▶ [Information]:

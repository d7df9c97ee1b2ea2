//! Pub/Sub Gateway process entry point
//!
//! Loads configuration (fatal if the project id is missing), connects the
//! broker adapter, then serves the publish and ops listeners until SIGINT or
//! SIGTERM.

use anyhow::Result;
use pubsub_gateway::broker;
use pubsub_gateway::config::GatewayConfig;
use pubsub_gateway::error::GatewayError;
use pubsub_gateway::gateway::{self, GatewayState};
use pubsub_gateway::health::{self, OpsState};
use pubsub_gateway::metrics::{set_broker_connected, GatewayMetrics};
use std::net::SocketAddr;
use std::sync::Arc;
use tokio::net::TcpListener;
use tokio::signal;
use tracing::{error, info};

#[tokio::main]
async fn main() -> Result<()> {
    // Load configuration first to get log level
    let gateway_config = GatewayConfig::from_env()?;

    // Initialize tracing with configured log level
    tracing_subscriber::fmt()
        .with_env_filter(
            tracing_subscriber::EnvFilter::from_default_env()
                .add_directive(format!("pubsub_gateway={}", gateway_config.log_level).parse()?)
                .add_directive("async_nats=warn".parse()?)
                .add_directive("hyper=warn".parse()?)
                .add_directive("reqwest=warn".parse()?),
        )
        .json()
        .init();

    info!(
        version = env!("CARGO_PKG_VERSION"),
        project_id = %gateway_config.project_id,
        backend = gateway_config.broker.backend(),
        publish_timeout = ?gateway_config.publish_timeout,
        "Starting Pub/Sub gateway"
    );

    let metrics = GatewayMetrics::install().map_err(startup_failed)?;
    info!("Prometheus metrics initialized");

    let publisher = broker::connect(&gateway_config.broker)
        .await
        .map_err(startup_failed)?;
    set_broker_connected(publisher.is_connected());
    info!(backend = publisher.backend(), "Broker adapter ready");

    let gateway_state = GatewayState::from_config(&gateway_config, Arc::clone(&publisher));
    let ops_state = OpsState {
        publisher: Arc::clone(&publisher),
        metrics: Some(metrics),
    };

    let gateway_listener = bind("gateway", gateway_config.http_port)
        .await
        .map_err(startup_failed)?;
    let ops_listener = bind("ops", gateway_config.ops_port)
        .await
        .map_err(startup_failed)?;

    info!(
        port = gateway_config.http_port,
        ops_port = gateway_config.ops_port,
        "Starting HTTP servers"
    );

    let gateway_server = axum::serve(gateway_listener, gateway::router(gateway_state));
    let ops_server = axum::serve(ops_listener, health::router(ops_state));

    // Run everything concurrently
    tokio::select! {
        result = gateway_server => {
            if let Err(e) = result {
                error!(error = %e, "Gateway HTTP server error");
            }
        }
        result = ops_server => {
            if let Err(e) = result {
                error!(error = %e, "Ops HTTP server error");
            }
        }
        _ = shutdown_signal() => {
            info!("Shutdown signal received");
        }
    }

    // Listeners are dropped above; in-flight requests are abandoned
    info!("Shutting down gateway...");
    publisher.close().await;

    info!("Gateway shutdown complete");
    Ok(())
}

/// Log a fatal startup error once tracing is up, then hand it back to `main`
fn startup_failed(e: GatewayError) -> GatewayError {
    error!(error = %e, error_type = e.error_type_label(), "Gateway startup failed");
    e
}

async fn bind(listener: &'static str, port: u16) -> Result<TcpListener, GatewayError> {
    let addr: SocketAddr = ([0, 0, 0, 0], port).into();
    TcpListener::bind(addr)
        .await
        .map_err(|source| GatewayError::Bind {
            listener,
            port,
            source,
        })
}

/// Wait for shutdown signal (SIGTERM or SIGINT)
async fn shutdown_signal() {
    let ctrl_c = async {
        if let Err(e) = signal::ctrl_c().await {
            error!(error = %e, "Failed to install Ctrl+C handler");
            std::future::pending::<()>().await;
        }
    };

    #[cfg(unix)]
    let terminate = async {
        match signal::unix::signal(signal::unix::SignalKind::terminate()) {
            Ok(mut sigterm) => {
                sigterm.recv().await;
            }
            Err(e) => {
                error!(error = %e, "Failed to install SIGTERM handler");
                std::future::pending::<()>().await;
            }
        }
    };

    #[cfg(not(unix))]
    let terminate = std::future::pending::<()>();

    tokio::select! {
        _ = ctrl_c => {},
        _ = terminate => {},
    }
}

▶ [Exercise instructions]:
Each line above that contains the string "then" counts once; give the number of such lines and nothing more.

▶ [Answer to the problem]:
2